They take a perfectly nonpolitical news post about a Ponzi scheme some EVE Online players ran for months (and that ultimately netted the schemers the in-game equivalent of ~$51,000), and instead of just reporting the facts, they inject politics into it.
The closing paragraph reads:
The fund’s website has a full accounting of the eight month scam. They’ll face no official moderation, just in-game consequences should any of their fleeced investors have the scratch to come after them. See, this is how much fun/more awesome America would be if the Libertarians actually ran things, and so we should root for that and for Ron Paul to win the Republican presidential nomination, the end.

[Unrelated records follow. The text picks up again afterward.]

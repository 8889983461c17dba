// Dweve CfgTree - Comment-Preserving Configuration Trees
//
// Copyright (c) 2025 Dweve IP B.V. and individual contributors.
//
// SPDX-License-Identifier: Apache-2.0
//
// Licensed under the Apache License, Version 2.0 (the "License");
// you may not use this file except in compliance with the License.
// You may obtain a copy of the License in the LICENSE file at the
// root of this repository or at: http://www.apache.org/licenses/LICENSE-2.0
//
// Unless required by applicable law or agreed to in writing, software
// distributed under the License is distributed on an "AS IS" BASIS,
// WITHOUT WARRANTIES OR CONDITIONS OF ANY KIND, either express or implied.
// See the License for the specific language governing permissions and
// limitations under the License.

//! CLI command implementations

mod edit;
mod format;
mod query;
mod validate;

pub use edit::{kill, remove, set};
pub use format::format;
pub use query::{entries, get, keys};
pub use validate::validate;

use crate::error::CliError;
use cfgtree_core::{ConfigOptions, Document};
use std::fs;
use std::io::{self, Write};

/// Load a config file with default options.
pub fn load_document(file: &str) -> Result<Document, CliError> {
    load_document_with(file, ConfigOptions::default())
}

/// Load a config file with the given options.
pub fn load_document_with(file: &str, options: ConfigOptions) -> Result<Document, CliError> {
    let mut doc = Document::with_options(options);
    doc.load_file(file)?;
    Ok(doc)
}

/// Save an edited document to `output`, or back to `file` when absent.
pub fn save_document(doc: &Document, file: &str, output: Option<&str>) -> Result<(), CliError> {
    doc.save_file(output.unwrap_or(file))?;
    Ok(())
}

/// Write content to a file or stdout.
///
/// # Examples
///
/// ```no_run
/// use cfgtree_cli::commands::write_output;
///
/// # fn main() -> Result<(), cfgtree_cli::error::CliError> {
/// write_output("a: 1\n", None)?;
/// write_output("a: 1\n", Some("out.yml"))?;
/// # Ok(())
/// # }
/// ```
pub fn write_output(content: &str, path: Option<&str>) -> Result<(), CliError> {
    match path {
        Some(p) => fs::write(p, content).map_err(|e| CliError::io_error(p, e)),
        None => {
            let mut stdout = io::stdout().lock();
            stdout
                .write_all(content.as_bytes())
                .and_then(|()| {
                    if content.ends_with('\n') || content.is_empty() {
                        Ok(())
                    } else {
                        stdout.write_all(b"\n")
                    }
                })
                .map_err(|e| CliError::io_error("<stdout>", e))
        }
    }
}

I don’t really expect anything better from Owen Good; he can’t seem to resist mocking political views he disagrees with in his video game writing, whether the subject has anything to do with gaming or not. I should have known better than to click the link when this story showed up in my RSS feed, but I was curious about how much dough the EVE Online misanthropes managed to get away with this time (a previous EVE heist made off with more than $17k).
Kotaku is ostensibly a gaming news site; if I were interesting in politicized claptrap, I’d read a blog (and by claptrap, I of course mean insightful commentary). Of course, Kotaku is a Gawker subsidiary, and libertarians are the group everyone loves to hate, so I suppose I shouldn’t be too surprised.
But I do wonder about one thing: do they pay him by the straw man, or is injecting his political opinion into nonpolitical gaming news merely a service he provides gratis?
Note: Even setting aside the idea of libertarians “running things,” I wonder if it’s occurred to Owen Good that this EVE Online scam is nothing compared to the Ponzi scheme FDR stuck us with. The damages we’re going to be stuck with when that bill comes due are going to be a hell of a lot more than a paltry $51k.
Note the second: This is my blog, and I can rant about politics and games in the same post if I want to; it is right there in the header, after all. Kotaku is supposed to be gaming news (it’s billed as “Kotaku, the Gamer’s Guide”); Gawker has their main site for political stuff, and I’m sure I’m not the only reader who would prefer they’d keep it there.